» **YOUR GOAL**:
Locate every line below that contains the word "GrossProfit" and copy it.
======== RECORDS PROVIDED
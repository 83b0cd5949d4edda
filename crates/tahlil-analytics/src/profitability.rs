//! Profitability ratios: margins and returns on capital.

use crate::input::ComputeInput;
use crate::registry::RegisteredUnit;
use crate::support::{pct_change, percent, CalcResult};
use rust_decimal_macros::dec;
use tahlil_core::types::{Category, Direction, Field, Tier, UnitOfMeasure};

/// Gross profit as a share of revenue.
pub fn gross_profit_margin(input: &ComputeInput) -> CalcResult {
    percent(input.get(Field::GrossProfit)?, input.get(Field::Revenue)?)
}

/// Operating income as a share of revenue.
pub fn operating_profit_margin(input: &ComputeInput) -> CalcResult {
    percent(input.get(Field::OperatingIncome)?, input.get(Field::Revenue)?)
}

/// Net income as a share of revenue.
pub fn net_profit_margin(input: &ComputeInput) -> CalcResult {
    percent(input.get(Field::NetIncome)?, input.get(Field::Revenue)?)
}

/// Net income as a share of total assets (ROA).
pub fn return_on_assets(input: &ComputeInput) -> CalcResult {
    percent(input.get(Field::NetIncome)?, input.get(Field::TotalAssets)?)
}

/// Net income as a share of shareholders' equity (ROE).
pub fn return_on_equity(input: &ComputeInput) -> CalcResult {
    percent(
        input.get(Field::NetIncome)?,
        input.get(Field::ShareholdersEquity)?,
    )
}

/// NOPAT as a share of invested capital (ROIC).
pub fn return_on_invested_capital(input: &ComputeInput) -> CalcResult {
    percent(input.nopat()?, input.invested_capital()?)
}

/// Operating income as a share of capital employed (ROCE).
pub fn return_on_capital_employed(input: &ComputeInput) -> CalcResult {
    percent(input.get(Field::OperatingIncome)?, input.capital_employed()?)
}

/// EBITDA as a share of revenue.
pub fn ebitda_margin(input: &ComputeInput) -> CalcResult {
    percent(input.ebitda()?, input.get(Field::Revenue)?)
}

/// Operating cash flow as a share of revenue.
pub fn operating_cash_flow_margin(input: &ComputeInput) -> CalcResult {
    percent(
        input.get(Field::OperatingCashFlow)?,
        input.get(Field::Revenue)?,
    )
}

/// Free cash flow as a share of revenue.
pub fn free_cash_flow_margin(input: &ComputeInput) -> CalcResult {
    percent(input.free_cash_flow()?, input.get(Field::Revenue)?)
}

/// Net income as a share of tangible assets.
pub fn return_on_tangible_assets(input: &ComputeInput) -> CalcResult {
    percent(input.get(Field::NetIncome)?, input.tangible_assets()?)
}

/// Year-over-year net income growth.
pub fn earnings_growth_rate(input: &ComputeInput) -> CalcResult {
    pct_change(
        input.prior_get(Field::NetIncome)?,
        input.get(Field::NetIncome)?,
    )
}

/// Operating expenses as a share of operating income.
pub fn cost_to_income_ratio(input: &ComputeInput) -> CalcResult {
    percent(
        input.get(Field::OperatingExpenses)?,
        input.get(Field::OperatingIncome)?,
    )
}

/// Operating income as a share of revenue (ROS).
pub fn return_on_sales(input: &ComputeInput) -> CalcResult {
    percent(input.get(Field::OperatingIncome)?, input.get(Field::Revenue)?)
}

/// Contribution margin with variable costs estimated at 70% of COGS.
pub fn contribution_margin(input: &ComputeInput) -> CalcResult {
    let revenue = input.get(Field::Revenue)?;
    let variable_costs = input.get(Field::CostOfRevenue)? * dec!(0.7);
    percent(revenue - variable_costs, revenue)
}

/// Gross profit as a share of operating expenses.
pub fn operating_efficiency(input: &ComputeInput) -> CalcResult {
    percent(
        input.get(Field::GrossProfit)?,
        input.get(Field::OperatingExpenses)?,
    )
}

/// Operating income as a share of total assets (basic earning power).
pub fn basic_earning_power(input: &ComputeInput) -> CalcResult {
    percent(
        input.get(Field::OperatingIncome)?,
        input.get(Field::TotalAssets)?,
    )
}

/// EBIT (pre-tax income plus interest) as a share of revenue.
pub fn ebit_margin(input: &ComputeInput) -> CalcResult {
    let ebit = input.get(Field::IncomeBeforeTax)? + input.get(Field::InterestExpense)?;
    percent(ebit, input.get(Field::Revenue)?)
}

/// Operating income as a share of operating assets.
pub fn return_on_operating_assets(input: &ComputeInput) -> CalcResult {
    let operating_assets = input.get(Field::TotalAssets)?
        - input.get(Field::Cash)?
        - input.get(Field::MarketableSecurities)?;
    percent(input.get(Field::OperatingIncome)?, operating_assets)
}

/// Income tax as a share of pre-tax income.
pub fn effective_tax_rate(input: &ComputeInput) -> CalcResult {
    percent(
        input.get(Field::IncomeTax)?,
        input.get(Field::IncomeBeforeTax)?,
    )
}

/// Profitability catalog entries.
pub(crate) fn units() -> Vec<RegisteredUnit> {
    use Category::Profitability;
    use Direction::{Balanced, HigherBetter, LowerBetter};
    use Tier::Basic;
    use UnitOfMeasure::Percent;

    vec![
        RegisteredUnit::new(
            "gross_profit_margin",
            ("Gross Profit Margin", "هامش الربح الإجمالي"),
            Basic, Profitability, HigherBetter, dec!(30), Percent,
            &[Field::GrossProfit, Field::Revenue],
            gross_profit_margin,
        ),
        RegisteredUnit::new(
            "operating_profit_margin",
            ("Operating Profit Margin", "هامش الربح التشغيلي"),
            Basic, Profitability, HigherBetter, dec!(15), Percent,
            &[Field::OperatingIncome, Field::Revenue],
            operating_profit_margin,
        ),
        RegisteredUnit::new(
            "net_profit_margin",
            ("Net Profit Margin", "هامش الربح الصافي"),
            Basic, Profitability, HigherBetter, dec!(10), Percent,
            &[Field::NetIncome, Field::Revenue],
            net_profit_margin,
        ),
        RegisteredUnit::new(
            "return_on_assets",
            ("Return on Assets", "العائد على الأصول"),
            Basic, Profitability, HigherBetter, dec!(7), Percent,
            &[Field::NetIncome, Field::TotalAssets],
            return_on_assets,
        ),
        RegisteredUnit::new(
            "return_on_equity",
            ("Return on Equity", "العائد على حقوق الملكية"),
            Basic, Profitability, HigherBetter, dec!(15), Percent,
            &[Field::NetIncome, Field::ShareholdersEquity],
            return_on_equity,
        ),
        RegisteredUnit::new(
            "return_on_invested_capital",
            ("Return on Invested Capital", "العائد على رأس المال المستثمر"),
            Basic, Profitability, HigherBetter, dec!(12), Percent,
            &[
                Field::OperatingIncome,
                Field::IncomeTax,
                Field::IncomeBeforeTax,
                Field::TotalAssets,
                Field::Cash,
                Field::CurrentLiabilities,
            ],
            return_on_invested_capital,
        ),
        RegisteredUnit::new(
            "return_on_capital_employed",
            ("Return on Capital Employed", "العائد على رأس المال المستخدم"),
            Basic, Profitability, HigherBetter, dec!(12), Percent,
            &[Field::OperatingIncome, Field::TotalAssets, Field::CurrentLiabilities],
            return_on_capital_employed,
        ),
        RegisteredUnit::new(
            "ebitda_margin",
            ("EBITDA Margin", "هامش الأرباح قبل الفوائد والضرائب والإهلاك"),
            Basic, Profitability, HigherBetter, dec!(20), Percent,
            &[Field::OperatingIncome, Field::DepreciationAmortization, Field::Revenue],
            ebitda_margin,
        ),
        RegisteredUnit::new(
            "operating_cash_flow_margin",
            ("Operating Cash Flow Margin", "هامش التدفق النقدي التشغيلي"),
            Basic, Profitability, HigherBetter, dec!(12), Percent,
            &[Field::OperatingCashFlow, Field::Revenue],
            operating_cash_flow_margin,
        ),
        RegisteredUnit::new(
            "free_cash_flow_margin",
            ("Free Cash Flow Margin", "هامش التدفق النقدي الحر"),
            Basic, Profitability, HigherBetter, dec!(8), Percent,
            &[Field::OperatingCashFlow, Field::CapitalExpenditures, Field::Revenue],
            free_cash_flow_margin,
        ),
        RegisteredUnit::new(
            "return_on_tangible_assets",
            ("Return on Tangible Assets", "العائد على الأصول الملموسة"),
            Basic, Profitability, HigherBetter, dec!(9), Percent,
            &[
                Field::NetIncome,
                Field::TotalAssets,
                Field::IntangibleAssets,
                Field::Goodwill,
            ],
            return_on_tangible_assets,
        ),
        RegisteredUnit::new(
            "earnings_growth_rate",
            ("Earnings Growth Rate", "معدل نمو الأرباح"),
            Basic, Profitability, HigherBetter, dec!(10), Percent,
            &[Field::NetIncome],
            earnings_growth_rate,
        ),
        RegisteredUnit::new(
            "cost_to_income_ratio",
            ("Cost to Income Ratio", "نسبة التكلفة إلى الدخل"),
            Basic, Profitability, LowerBetter, dec!(80), Percent,
            &[Field::OperatingExpenses, Field::OperatingIncome],
            cost_to_income_ratio,
        ),
        RegisteredUnit::new(
            "return_on_sales",
            ("Return on Sales", "العائد على المبيعات"),
            Basic, Profitability, HigherBetter, dec!(12), Percent,
            &[Field::OperatingIncome, Field::Revenue],
            return_on_sales,
        ),
        RegisteredUnit::new(
            "contribution_margin",
            ("Contribution Margin", "هامش المساهمة"),
            Basic, Profitability, HigherBetter, dec!(40), Percent,
            &[Field::Revenue, Field::CostOfRevenue],
            contribution_margin,
        ),
        RegisteredUnit::new(
            "operating_efficiency",
            ("Operating Efficiency", "نسبة الكفاءة التشغيلية"),
            Basic, Profitability, HigherBetter, dec!(150), Percent,
            &[Field::GrossProfit, Field::OperatingExpenses],
            operating_efficiency,
        ),
        RegisteredUnit::new(
            "basic_earning_power",
            ("Basic Earning Power", "معدل العائد الأساسي"),
            Basic, Profitability, HigherBetter, dec!(10), Percent,
            &[Field::OperatingIncome, Field::TotalAssets],
            basic_earning_power,
        ),
        RegisteredUnit::new(
            "ebit_margin",
            ("EBIT Margin", "هامش الربح قبل الفوائد والضرائب"),
            Basic, Profitability, HigherBetter, dec!(14), Percent,
            &[Field::IncomeBeforeTax, Field::InterestExpense, Field::Revenue],
            ebit_margin,
        ),
        RegisteredUnit::new(
            "return_on_operating_assets",
            ("Return on Operating Assets", "العائد على الأصول التشغيلية"),
            Basic, Profitability, HigherBetter, dec!(10), Percent,
            &[
                Field::OperatingIncome,
                Field::TotalAssets,
                Field::Cash,
                Field::MarketableSecurities,
            ],
            return_on_operating_assets,
        ),
        RegisteredUnit::new(
            "effective_tax_rate",
            ("Effective Tax Rate", "معدل الضريبة الفعلي"),
            Basic, Profitability, Balanced, dec!(20), Percent,
            &[Field::IncomeTax, Field::IncomeBeforeTax],
            effective_tax_rate,
        ),
    ]
}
================
» **SOLVED EXERCISE**:
    percent(input.get(Field::GrossProfit)?, input.get(Field::Revenue)?)
        input.get(Field::GrossProfit)?,
            &[Field::GrossProfit, Field::Revenue],
            &[Field::GrossProfit, Field::OperatingExpenses],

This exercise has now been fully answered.